_ACTIVITY_:
In the entries below, which lines run from the one containing "timeout in seconds." to the one containing "pub struct PollingConfig"? Copy exactly those lines, ends included, and no others.

_RECORD EXCERPTS_:
####
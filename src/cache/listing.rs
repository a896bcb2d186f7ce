//! Last-known resource listing.

use arc_swap::ArcSwapOption;
use std::sync::Arc;

use crate::backend::types::BackendView;

/// Advisory snapshot of the backend's listing.
///
/// Never authoritative: any successful provisioning or teardown
/// invalidates it wholesale, forcing the next read to re-query the
/// backend. The cache is swapped, never updated in place, so concurrent
/// readers keep whichever snapshot they already hold.
#[derive(Clone, Default)]
pub struct ListingCache {
    inner: Arc<ArcSwapOption<Vec<BackendView>>>,
}

impl ListingCache {
    pub fn new() -> Self {
        Self::default()
    }

    /// The current snapshot, if one is cached.
    pub fn get(&self) -> Option<Arc<Vec<BackendView>>> {
        self.inner.load_full()
    }

    /// Replace the snapshot with a freshly fetched listing, returning
    /// the stored snapshot.
    pub fn store(&self, views: Vec<BackendView>) -> Arc<Vec<BackendView>> {
        let snapshot = Arc::new(views);
        self.inner.store(Some(Arc::clone(&snapshot)));
        snapshot
    }

    /// Drop the snapshot. The next read must re-fetch.
    pub fn invalidate(&self) {
        self.inner.store(None);
        tracing::debug!("listing cache invalidated");
    }
}

#[cfg(test)]
mod tests {
    use super::*;
    use crate::ledger::types::{BucketId, ResourceIdentity};

    fn view(name: &str) -> BackendView {
        BackendView {
            identity: ResourceIdentity::Bucket(BucketId::from(name)),
            name: name.to_string(),
            owner: "5alice".to_string(),
            root: "0xaa".to_string(),
            private: false,
        }
    }

    #[test]
    fn test_store_and_invalidate() {
        let cache = ListingCache::new();
        assert!(cache.get().is_none());

        cache.store(vec![view("docs")]);
        assert_eq!(cache.get().unwrap().len(), 1);

        cache.invalidate();
        assert!(cache.get().is_none());
    }

    #[test]
    fn test_readers_keep_their_snapshot() {
        let cache = ListingCache::new();
        cache.store(vec![view("docs")]);

        let snapshot = cache.get().unwrap();
        cache.invalidate();

        // The held snapshot survives invalidation.
        assert_eq!(snapshot[0].name, "docs");
        assert!(cache.get().is_none());
    }
}
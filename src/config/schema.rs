//! Configuration schema definitions.
//!
//! All types derive Serde traits for deserialization from config files,
//! and every field has a default so a minimal (or empty) config is
//! valid.

use serde::{Deserialize, Serialize};
use std::time::Duration;

use crate::resilience::scheduler::RetryPolicy;
use crate::workflow::teardown::RemovalPolicies;
use crate::workflow::WorkflowSettings;

/// Root configuration for the provisioner.
#[derive(Debug, Clone, Deserialize, Serialize, Default)]
#[serde(default)]
pub struct ProvisionerConfig {
    /// Ledger gateway settings.
    pub ledger: LedgerConfig,

    /// Backend index settings.
    pub backend: BackendConfig,

    /// Backend polling backoff and deadline.
    pub polling: PollingConfig,

    /// Per-kind teardown readiness policies.
    pub teardown: TeardownConfig,

    /// Workflow-level limits.
    pub workflow: WorkflowLimitsConfig,

    /// Observability settings.
    pub observability: ObservabilityConfig,
}

impl ProvisionerConfig {
    /// Timing knobs the workflows consume.
    pub fn workflow_settings(&self) -> WorkflowSettings {
        WorkflowSettings {
            finality_timeout: Duration::from_secs(self.ledger.finality_timeout_secs),
            polling: self.polling.retry_policy(),
            overall_deadline: self
                .workflow
                .overall_deadline_secs
                .map(Duration::from_secs),
        }
    }
}

/// Ledger gateway configuration.
#[derive(Debug, Clone, Deserialize, Serialize)]
#[serde(default)]
pub struct LedgerConfig {
    /// Budget for one finality wait, in seconds.
    pub finality_timeout_secs: u64,
}

impl Default for LedgerConfig {
    fn default() -> Self {
        Self {
            finality_timeout_secs: 60,
        }
    }
}

/// Backend index configuration.
#[derive(Debug, Clone, Deserialize, Serialize)]
#[serde(default)]
pub struct BackendConfig {
    /// Base URL of the backend's HTTP API.
    pub base_url: String,

    /// Per-request timeout in seconds.
    pub request_timeout_secs: u64,
}

impl Default for BackendConfig {
    fn default() -> Self {
        Self {
            base_url: "http://localhost:8080".to_string(),
            request_timeout_secs: 10,
        }
    }
}

/// Backend polling configuration.
#[derive(Debug, Clone, Deserialize, Serialize)]
#[serde(default)]
pub struct PollingConfig {
    /// Delay after the first failed poll, in milliseconds.
    pub base_delay_ms: u64,

    /// Backoff growth factor per attempt.
    pub multiplier: f64,

    /// Ceiling on any single delay, in milliseconds.
    pub max_delay_ms: u64,

    /// Fraction of each delay added as random jitter (0.0..=1.0).
    pub jitter: f64,

    /// Total polling budget, in seconds.
    pub deadline_secs: u64,

    /// Optional cap on attempts; unbounded-until-deadline when absent.
    pub max_attempts: Option<u32>,
}

impl Default for PollingConfig {
    fn default() -> Self {
        Self {
            base_delay_ms: 1000,
            multiplier: 1.5,
            max_delay_ms: 10_000,
            jitter: 0.1,
            deadline_secs: 60,
            max_attempts: None,
        }
    }
}

impl PollingConfig {
    pub fn retry_policy(&self) -> RetryPolicy {
        RetryPolicy {
            max_attempts: self.max_attempts,
            base_delay: Duration::from_millis(self.base_delay_ms),
            multiplier: self.multiplier,
            max_delay: Duration::from_millis(self.max_delay_ms),
            jitter: self.jitter,
            deadline: Duration::from_secs(self.deadline_secs),
        }
    }
}

/// Teardown readiness configuration.
#[derive(Debug, Clone, Deserialize, Serialize, Default)]
#[serde(default)]
pub struct TeardownConfig {
    /// What "deleted" means per resource kind.
    pub removal: RemovalPolicies,
}

/// Workflow-level limits.
#[derive(Debug, Clone, Deserialize, Serialize, Default)]
#[serde(default)]
pub struct WorkflowLimitsConfig {
    /// Optional budget for a whole workflow run, in seconds.
    pub overall_deadline_secs: Option<u64>,
}

/// Observability configuration.
#[derive(Debug, Clone, Deserialize, Serialize)]
#[serde(default)]
pub struct ObservabilityConfig {
    /// Default log level when `RUST_LOG` is unset
    /// (trace, debug, info, warn, error).
    pub log_level: String,
}

impl Default for ObservabilityConfig {
    fn default() -> Self {
        Self {
            log_level: "info".to_string(),
        }
    }
}
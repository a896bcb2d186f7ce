//! Resource teardown workflow.
//!
//! Mirrors provisioning: submit the deletion, await its finality, then
//! wait for the backend index to drop the resource. For resource kinds
//! where backend removal is not prompt, readiness can be configured as
//! "deletion finalized on-chain" only.

use serde::{Deserialize, Serialize};
use std::fmt;
use std::sync::Arc;

use crate::backend::client::BackendIndexClient;
use crate::backend::types::{BackendError, ResourceStatus};
use crate::ledger::gateway::LedgerGateway;
use crate::ledger::types::{FinalityError, ResourceIdentity, ResourceKind, SubmitError};
use crate::observability::metrics;
use crate::resilience::cancel::CancelToken;
use crate::resilience::scheduler::{self, AttemptError, RetryError};
use crate::workflow::error::WorkflowError;
use crate::workflow::guard::{GuardKey, IdempotencyGuard};
use crate::workflow::progress::{Phase, ProgressObserver, ProgressReporter};
use crate::workflow::{PhaseBudget, WorkflowSettings};

/// What "deleted" means for a resource kind.
#[derive(Debug, Clone, Copy, PartialEq, Eq, Serialize, Deserialize)]
#[serde(rename_all = "snake_case")]
pub enum RemovalPolicy {
    /// Poll the backend until the resource is no longer indexed.
    AwaitBackendRemoval,
    /// On-chain finality of the deletion is enough; backend removal is
    /// not awaited.
    ChainOnly,
}

/// Per-kind removal policies.
#[derive(Debug, Clone, Copy, PartialEq, Eq, Serialize, Deserialize)]
#[serde(default)]
pub struct RemovalPolicies {
    pub bucket: RemovalPolicy,
    pub file: RemovalPolicy,
}

impl Default for RemovalPolicies {
    fn default() -> Self {
        // File removal propagates through the provider lazily, so the
        // chain is the only authority worth waiting on.
        Self {
            bucket: RemovalPolicy::AwaitBackendRemoval,
            file: RemovalPolicy::ChainOnly,
        }
    }
}

impl RemovalPolicies {
    pub fn for_kind(&self, kind: ResourceKind) -> RemovalPolicy {
        match kind {
            ResourceKind::Bucket => self.bucket,
            ResourceKind::File => self.file,
        }
    }
}

enum RemovalPollFailure {
    StillPresent,
    Transport(String),
}

impl fmt::Display for RemovalPollFailure {
    fn fmt(&self, f: &mut fmt::Formatter<'_>) -> fmt::Result {
        match self {
            RemovalPollFailure::StillPresent => write!(f, "still indexed"),
            RemovalPollFailure::Transport(msg) => write!(f, "transport error: {}", msg),
        }
    }
}

/// Phased state machine driving resource deletion.
pub struct TeardownWorkflow {
    gateway: Arc<dyn LedgerGateway>,
    backend: Arc<dyn BackendIndexClient>,
    guard: IdempotencyGuard,
    settings: WorkflowSettings,
    removal: RemovalPolicies,
    cancel: CancelToken,
}

impl TeardownWorkflow {
    pub fn new(
        gateway: Arc<dyn LedgerGateway>,
        backend: Arc<dyn BackendIndexClient>,
        guard: IdempotencyGuard,
        settings: WorkflowSettings,
        removal: RemovalPolicies,
        cancel: CancelToken,
    ) -> Self {
        Self {
            gateway,
            backend,
            guard,
            settings,
            removal,
            cancel,
        }
    }

    /// Run the teardown to completion or typed failure. The guard is
    /// keyed by identity, so a racing provisioning or teardown on the
    /// same resource fails fast with `ConflictingOperation`.
    pub async fn run(
        &self,
        identity: ResourceIdentity,
        observer: Option<ProgressObserver>,
    ) -> Result<(), WorkflowError> {
        let mut progress = ProgressReporter::new(observer);
        metrics::record_workflow_started("teardown");

        let result = self.drive(&identity, &mut progress).await;
        match &result {
            Ok(()) => {
                tracing::info!(identity = %identity, "resource torn down");
                metrics::record_workflow_outcome("teardown", "complete");
            }
            Err(error) => {
                progress.fail(error);
                tracing::warn!(
                    kind = error.kind(),
                    error = %error,
                    identity = %identity,
                    "teardown failed"
                );
                metrics::record_workflow_outcome("teardown", error.kind());
            }
        }
        result
    }

    async fn drive(
        &self,
        identity: &ResourceIdentity,
        progress: &mut ProgressReporter,
    ) -> Result<(), WorkflowError> {
        let budget = PhaseBudget::starting_now(self.settings.overall_deadline);

        let _lease = self.guard.acquire(GuardKey::Identity(identity.clone()))?;

        progress.transition(
            Phase::Submitting,
            format!("submitting deletion of {}", identity),
        );
        tokio::select! {
            biased;
            _ = self.cancel.cancelled() => return Err(WorkflowError::Cancelled),
            result = self.gateway.submit_deletion(identity) => result.map_err(|e| match e {
                SubmitError::Rejected(msg) => WorkflowError::SubmissionRejected(msg),
                SubmitError::Transport(msg) => WorkflowError::SubmissionRejected(format!(
                    "submission outcome unknown (transport failure): {}",
                    msg
                )),
            })?,
        };

        progress.transition(
            Phase::VerifyingOnChain,
            format!("waiting for finality of {} deletion", identity),
        );
        let (finality_budget, clamped) = budget.clamp(self.settings.finality_timeout);
        if finality_budget.is_zero() {
            return Err(WorkflowError::WorkflowTimeout);
        }
        tokio::select! {
            biased;
            _ = self.cancel.cancelled() => return Err(WorkflowError::Cancelled),
            result = tokio::time::timeout(
                finality_budget,
                self.gateway.await_deletion_finality(identity, finality_budget),
            ) => match result {
                Ok(Ok(())) => {}
                Ok(Err(FinalityError::Rejected(msg))) => {
                    return Err(WorkflowError::OnChainRejected(msg))
                }
                Ok(Err(FinalityError::Timeout)) => return Err(WorkflowError::FinalityTimeout),
                Ok(Err(FinalityError::Transport(msg))) => {
                    tracing::warn!(identity = %identity, error = %msg, "finality query failed");
                    return Err(WorkflowError::FinalityTimeout);
                }
                Err(_) if clamped => return Err(WorkflowError::WorkflowTimeout),
                Err(_) => return Err(WorkflowError::FinalityTimeout),
            },
        };

        match self.removal.for_kind(identity.kind()) {
            RemovalPolicy::ChainOnly => {
                progress.transition(
                    Phase::Complete,
                    format!("{} deletion finalized on-chain", identity),
                );
                return Ok(());
            }
            RemovalPolicy::AwaitBackendRemoval => {}
        }

        progress.transition(
            Phase::AwaitingBackend,
            format!("waiting for backend index to drop {}", identity),
        );
        let (poll_budget, clamped) = budget.clamp(self.settings.polling.deadline);
        if poll_budget.is_zero() {
            return Err(WorkflowError::WorkflowTimeout);
        }
        let policy = self.settings.polling.clone().with_deadline(poll_budget);

        let backend = Arc::clone(&self.backend);
        let poll_identity = identity.clone();
        scheduler::execute(&policy, &self.cancel, move |attempt| {
            let backend = Arc::clone(&backend);
            let identity = poll_identity.clone();
            async move {
                metrics::record_backend_poll("teardown");
                tracing::trace!(identity = %identity, attempt, "polling backend for removal");
                match backend.get_resource(&identity).await {
                    Ok(ResourceStatus::NotFoundYet) => Ok(()),
                    Ok(ResourceStatus::Found(_)) => {
                        Err(AttemptError::Retryable(RemovalPollFailure::StillPresent))
                    }
                    Err(BackendError::Transport(msg)) => {
                        Err(AttemptError::Retryable(RemovalPollFailure::Transport(msg)))
                    }
                    Err(BackendError::Malformed(msg)) => {
                        Err(AttemptError::Retryable(RemovalPollFailure::Transport(msg)))
                    }
                }
            }
        })
        .await
        .map_err(|e| match e {
            RetryError::Cancelled => WorkflowError::Cancelled,
            RetryError::Exhausted { .. } if clamped => WorkflowError::WorkflowTimeout,
            RetryError::Exhausted { attempts, .. } => {
                tracing::warn!(identity = %identity, attempts, "backend never dropped resource");
                WorkflowError::BackendIndexTimeout
            }
            RetryError::Terminal(f) => WorkflowError::BackendUnavailable(f.to_string()),
        })?;

        progress.transition(Phase::Complete, format!("{} removed", identity));
        Ok(())
    }
}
####
_ANSWER TO THIS TASK_:
    /// Per-request timeout in seconds.
    pub request_timeout_secs: u64,
}

impl Default for BackendConfig {
    fn default() -> Self {
        Self {
            base_url: "http://localhost:8080".to_string(),
            request_timeout_secs: 10,
        }
    }
}

/// Backend polling configuration.
#[derive(Debug, Clone, Deserialize, Serialize)]
#[serde(default)]
pub struct PollingConfig {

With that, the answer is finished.